**ACTION ITEM:**
Your answer should be every line from the records that contains "changed".

"""

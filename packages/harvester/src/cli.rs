//! Command-line interface for the harvester.

use std::path::PathBuf;

use clap::{Args, Parser, Subcommand};
use console::style;
use indicatif::{ProgressBar, ProgressStyle};

use crate::config::{DeletionPolicy, HarvestConfig};
use crate::error::{HarvesterError, Result};
use crate::formats::MetadataFormatRegistry;
use crate::harvester::Harvester;
use crate::http::HttpFetcher;
use crate::identify::fetch_repository_name;
use crate::output::{self, OutputFormat};

/// OAI-PMH Harvester - Harvest metadata records and map them to canonical documents.
#[derive(Parser)]
#[command(name = "oaipmh-harvester")]
#[command(version, about, long_about = None)]
pub struct Cli {
    /// Log progress (overridden by RUST_LOG)
    #[arg(short, long, global = true)]
    pub verbose: bool,

    #[command(subcommand)]
    pub command: Commands,
}

#[derive(Subcommand)]
pub enum Commands {
    /// Harvest records and write them as canonical documents.
    Harvest(HarvestArgs),

    /// List the metadata formats a repository offers.
    Formats {
        /// OAI-PMH endpoint URL
        host_url: String,
    },

    /// Print the display name of a repository.
    Identify {
        /// OAI-PMH endpoint URL
        host_url: String,
    },
}

#[derive(Args, Debug, Default)]
pub struct HarvestArgs {
    /// YAML file with harvest settings; flags override its values
    #[arg(short, long)]
    pub config: Option<PathBuf>,

    /// OAI-PMH endpoint URL
    #[arg(long)]
    pub host: Option<String>,

    /// Metadata prefix (e.g. oai_dc, oai_datacite)
    #[arg(short, long)]
    pub prefix: Option<String>,

    /// Only records changed on or after this date (YYYY-MM-DD)
    #[arg(long)]
    pub from: Option<String>,

    /// Only records changed on or before this date (YYYY-MM-DD)
    #[arg(long)]
    pub until: Option<String>,

    /// Only records in this set
    #[arg(long)]
    pub set: Option<String>,

    /// Logo URL added to every document
    #[arg(long)]
    pub logo_url: Option<String>,

    /// View URL template; `{identifier}` is replaced by the record identifier
    #[arg(long)]
    pub view_url: Option<String>,

    /// Classify each record by its declared schema
    #[arg(long)]
    pub mixed_schemas: bool,

    /// Emit tombstone documents for deleted records
    #[arg(long)]
    pub emit_tombstones: bool,

    /// Output file (default: stdout)
    #[arg(short, long)]
    pub output: Option<PathBuf>,

    /// Output format (default: from the output file extension, else json)
    #[arg(short, long, value_enum)]
    pub format: Option<OutputFormat>,
}

impl HarvestArgs {
    /// Merge the configuration file with the command-line flags.
    pub fn to_config(&self) -> Result<HarvestConfig> {
        let mut config = match &self.config {
            Some(path) => HarvestConfig::from_yaml_file(path)?,
            None => HarvestConfig::default(),
        };

        let overrides = [
            (&mut config.host_url, &self.host),
            (&mut config.metadata_prefix, &self.prefix),
            (&mut config.from, &self.from),
            (&mut config.until, &self.until),
            (&mut config.set, &self.set),
            (&mut config.logo_url, &self.logo_url),
            (&mut config.view_url, &self.view_url),
        ];
        for (field, value) in overrides {
            if value.is_some() {
                field.clone_from(value);
            }
        }

        if self.mixed_schemas {
            config.mixed_schemas = true;
        }
        if self.emit_tombstones {
            config.deletion_policy = DeletionPolicy::EmitTombstone;
        }

        Ok(config.normalized())
    }

    fn output_format(&self) -> OutputFormat {
        self.format.unwrap_or_else(|| {
            self.output
                .as_deref()
                .map(OutputFormat::from_path)
                .unwrap_or_default()
        })
    }
}

/// Run the CLI.
pub fn run(cli: Cli) -> Result<()> {
    match cli.command {
        Commands::Harvest(args) => harvest_command(&args),
        Commands::Formats { host_url } => formats_command(&host_url),
        Commands::Identify { host_url } => identify_command(&host_url),
    }
}

fn spinner() -> ProgressBar {
    let pb = ProgressBar::new_spinner();
    #[allow(clippy::expect_used)] // Static template string that is guaranteed to be valid
    pb.set_style(
        ProgressStyle::default_spinner()
            .template("{spinner:.green} {msg}")
            .expect("valid template"),
    );
    pb.enable_steady_tick(std::time::Duration::from_millis(100));
    pb
}

/// Execute the harvest command.
fn harvest_command(args: &HarvestArgs) -> Result<()> {
    // Validate local settings before making HTTP requests
    let config = args.to_config()?;
    config.validate_dates()?;
    let Some(host) = config.host().map(str::to_string) else {
        return Err(HarvesterError::config("No host URL configured", Vec::new()));
    };

    eprintln!(
        "{} {} ({})",
        style("Harvesting").bold(),
        style(&host).cyan(),
        style(config.prefix().unwrap_or("no prefix")).green()
    );

    let pb = spinner();
    pb.set_message("Resolving metadata formats...");

    let mut harvester = Harvester::new(HttpFetcher::new()?, config);
    pb.set_message(format!("Harvesting {}...", harvester.provider_name()));

    let mut documents = Vec::new();
    let report = harvester.harvest_each(|doc| {
        documents.push(doc);
        pb.set_message(format!("Harvested {} documents", documents.len()));
        Ok(())
    });
    pb.finish_and_clear();
    let report = report?;

    eprintln!("  Repository: {}", style(harvester.provider_name()).green());
    eprintln!("  Documents: {}", report.documents);
    if let Some(expected) = report.expected_size {
        eprintln!("  Announced: {expected}");
    }
    if report.deleted > 0 {
        eprintln!("  Deleted: {}", report.deleted);
    }
    if report.skipped > 0 {
        eprintln!("  Skipped: {}", style(report.skipped).yellow().bold());
    }
    if report.aborted {
        eprintln!("  {}", style("Aborted").red().bold());
    }

    let format = args.output_format();
    match &args.output {
        Some(path) => {
            let path = output::save(&documents, format, path)?;
            eprintln!();
            eprintln!("{} {}", style("Saved to:").green().bold(), path.display());
        }
        None => print!("{}", output::render(&documents, format)?),
    }

    Ok(())
}

/// Execute the formats command.
fn formats_command(host_url: &str) -> Result<()> {
    let fetcher = HttpFetcher::new()?;
    let registry = MetadataFormatRegistry::load(&fetcher, host_url);

    if registry.is_empty() {
        return Err(HarvesterError::config(
            format!("{host_url} did not advertise any metadata formats"),
            Vec::new(),
        ));
    }

    for prefix in registry.prefixes() {
        match registry.resolve(&prefix) {
            Some(schema) => println!("{} {prefix} ({schema})", style("✓").green()),
            None => println!(
                "  {prefix} {}",
                style(registry.schema_url(&prefix).unwrap_or_default()).dim()
            ),
        }
    }

    Ok(())
}

/// Execute the identify command.
fn identify_command(host_url: &str) -> Result<()> {
    let fetcher = HttpFetcher::new()?;
    println!("{}", fetch_repository_name(&fetcher, host_url));
    Ok(())
}

#[cfg(test)]
mod tests {
    use super::*;
    use std::io::Write;

    #[test]
    fn test_cli_parse_harvest() {
        let cli = Cli::parse_from([
            "oaipmh-harvester",
            "harvest",
            "--host",
            "https://example.org/oai",
            "--prefix",
            "oai_dc",
            "--from",
            "2020-01-01",
        ]);

        let Commands::Harvest(args) = cli.command else {
            panic!("expected harvest command");
        };
        assert_eq!(args.host.as_deref(), Some("https://example.org/oai"));
        assert_eq!(args.prefix.as_deref(), Some("oai_dc"));
        assert_eq!(args.from.as_deref(), Some("2020-01-01"));
        assert!(!args.mixed_schemas);
        assert!(!cli.verbose);
    }

    #[test]
    fn test_cli_parse_formats() {
        let cli = Cli::parse_from(["oaipmh-harvester", "-v", "formats", "https://example.org/oai"]);

        assert!(cli.verbose);
        let Commands::Formats { host_url } = cli.command else {
            panic!("expected formats command");
        };
        assert_eq!(host_url, "https://example.org/oai");
    }

    #[test]
    fn test_flags_override_config_file() {
        let mut file = tempfile::NamedTempFile::new().unwrap();
        writeln!(
            file,
            "host_url: https://example.org/oai\nmetadata_prefix: oai_dc\nset: physics\nlogo_url: ''"
        )
        .unwrap();

        let args = HarvestArgs {
            config: Some(file.path().to_path_buf()),
            prefix: Some("oai_datacite".to_string()),
            emit_tombstones: true,
            ..HarvestArgs::default()
        };
        let config = args.to_config().unwrap();

        assert_eq!(config.host(), Some("https://example.org/oai"));
        assert_eq!(config.prefix(), Some("oai_datacite"));
        assert_eq!(config.set.as_deref(), Some("physics"));
        assert_eq!(config.logo_url, None);
        assert_eq!(config.deletion_policy, DeletionPolicy::EmitTombstone);
    }

    #[test]
    fn test_output_format_from_extension() {
        let args = HarvestArgs {
            output: Some(PathBuf::from("out.yml")),
            ..HarvestArgs::default()
        };
        assert_eq!(args.output_format(), OutputFormat::Yaml);

        let args = HarvestArgs {
            output: Some(PathBuf::from("out.yml")),
            format: Some(OutputFormat::Json),
            ..HarvestArgs::default()
        };
        assert_eq!(args.output_format(), OutputFormat::Json);
    }
}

"""

**TASK ANSWER:**
    /// Only records changed on or after this date (YYYY-MM-DD)
    /// Only records changed on or before this date (YYYY-MM-DD)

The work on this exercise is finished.